[MATERIALS PROVIDED Boundary: Start]
use clap::{Parser, Subcommand};
use color_eyre::{eyre::eyre, Result};
use serde::Serialize;
use std::path::{Path, PathBuf};
use std::time::Duration;
use tracing_appender::non_blocking::WorkerGuard;
use tracing_subscriber::EnvFilter;

use wallet_client::api::{HistoryQuery, TopUpRequest, TransferRequest};
use wallet_client::config::{ApiConfig, Config, LogConfig};
use wallet_client::{ApiClient, ApiError};

#[derive(Parser, Debug)]
#[command(name = "wallet-client")]
#[command(about = "Query and operate wallets from the command line")]
#[command(version)]
struct Args {
  /// Path to config file (default: $XDG_CONFIG_HOME/wallet-client/config.yaml)
  #[arg(short, long)]
  config: Option<PathBuf>,

  /// Backend base URL, overriding the config file
  #[arg(long)]
  base_url: Option<String>,

  #[command(subcommand)]
  command: Command,
}

#[derive(Subcommand, Debug)]
enum Command {
  /// List the signed-in user's wallets
  Wallets,
  /// Show one wallet's balance
  Balance { wallet_id: String },
  /// Page through transaction history
  History {
    #[arg(long, default_value_t = 1)]
    page: u32,
    #[arg(long, default_value_t = 20)]
    limit: u32,
    /// Only transactions of this type
    #[arg(long = "type")]
    kind: Option<String>,
  },
  /// Most recent transactions
  Recent {
    #[arg(long, default_value_t = 5)]
    limit: u32,
  },
  /// List saved payment methods
  PaymentMethods,
  /// List contacts
  Contacts,
  /// Top up a wallet from a payment method
  TopUp {
    #[arg(long)]
    wallet: String,
    #[arg(long)]
    amount: f64,
    #[arg(long)]
    method: String,
  },
  /// Move funds between wallets
  Transfer {
    #[arg(long)]
    from: String,
    #[arg(long)]
    to: String,
    #[arg(long)]
    amount: f64,
    #[arg(long)]
    note: Option<String>,
  },
  /// Show a payment's status, optionally waiting until it settles
  PaymentStatus {
    payment_id: String,
    #[arg(long)]
    wait: bool,
    #[arg(long, default_value_t = 2)]
    interval_secs: u64,
    #[arg(long, default_value_t = 30)]
    max_polls: usize,
  },
}

#[tokio::main]
async fn main() -> Result<()> {
  color_eyre::install()?;

  let args = Args::parse();

  // Load configuration
  let config = Config::load(args.config.as_deref())?;

  // Override base URL if specified on command line
  let config = if let Some(base_url) = args.base_url {
    Config {
      api: ApiConfig {
        base_url,
        ..config.api
      },
      ..config
    }
  } else {
    config
  };

  // Held until exit so buffered log lines are flushed
  let _log_guard = init_tracing(&config.log)?;

  let client = ApiClient::from_config(&config.api)?;
  let output = run(&client, args.command).await.map_err(|e| match e {
    ApiError::AuthExpired => {
      eyre!("Session expired. Sign in again and export WALLET_CLIENT_SESSION.")
    }
    other => other.into(),
  })?;

  println!("{}", output);
  Ok(())
}

async fn run(client: &ApiClient, command: Command) -> Result<String, ApiError> {
  match command {
    Command::Wallets => to_json(&client.wallets().user_wallets().await?.data),
    Command::Balance { wallet_id } => to_json(&client.wallets().balance(&wallet_id).await?.data),
    Command::History { page, limit, kind } => {
      let query = HistoryQuery { page, limit, kind };
      to_json(&client.wallets().history(&query).await?.data)
    }
    Command::Recent { limit } => to_json(&client.wallets().recent_transactions(limit).await?.data),
    Command::PaymentMethods => to_json(&client.payment_methods().list().await?.data),
    Command::Contacts => to_json(&client.contacts().list().await?.data),
    Command::TopUp {
      wallet,
      amount,
      method,
    } => {
      let top_up = TopUpRequest {
        wallet_id: wallet,
        amount,
        payment_method_id: method,
      };
      to_json(&client.wallets().top_up(&top_up).await?)
    }
    Command::Transfer {
      from,
      to,
      amount,
      note,
    } => {
      let transfer = TransferRequest {
        from_wallet_id: from,
        to_wallet_id: to,
        amount,
        note,
      };
      to_json(&client.wallets().transfer(&transfer).await?)
    }
    Command::PaymentStatus {
      payment_id,
      wait,
      interval_secs,
      max_polls,
    } => {
      if wait {
        let status = client
          .payments()
          .wait_for_settlement(&payment_id, Duration::from_secs(interval_secs), max_polls)
          .await?;
        to_json(&status)
      } else {
        to_json(&client.payments().status(&payment_id).await?.data)
      }
    }
  }
}

fn to_json<T: Serialize>(value: &T) -> Result<String, ApiError> {
  serde_json::to_string_pretty(value).map_err(|e| ApiError::Decode {
    operation: "output",
    message: e.to_string(),
  })
}

/// Install the global subscriber; file output goes through a non-blocking writer.
fn init_tracing(log: &LogConfig) -> Result<Option<WorkerGuard>> {
  let filter = EnvFilter::try_from_env("WALLET_CLIENT_LOG")
    .or_else(|_| EnvFilter::try_new(log.level.as_deref().unwrap_or("info")))
    .map_err(|e| eyre!("Invalid log filter: {}", e))?;

  match &log.file {
    Some(path) => {
      let dir = path
        .parent()
        .filter(|p| !p.as_os_str().is_empty())
        .unwrap_or(Path::new("."));
      let file_name = path
        .file_name()
        .ok_or_else(|| eyre!("Invalid log file path: {}", path.display()))?;

      let appender = tracing_appender::rolling::never(dir, file_name);
      let (writer, guard) = tracing_appender::non_blocking(appender);
      tracing_subscriber::fmt()
        .with_env_filter(filter)
        .with_writer(writer)
        .with_ansi(false)
        .init();
      Ok(Some(guard))
    }
    None => {
      tracing_subscriber::fmt()
        .with_env_filter(filter)
        .with_writer(std::io::stderr)
        .init();
      Ok(None)
    }
  }
}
[MATERIALS PROVIDED Boundary: End]
#### [TASK TO COMPLETE]
Where a line of the records above holds the word "Show", count it; give the total as a single number and nothing else.

#### [RESPONSE AREA]
2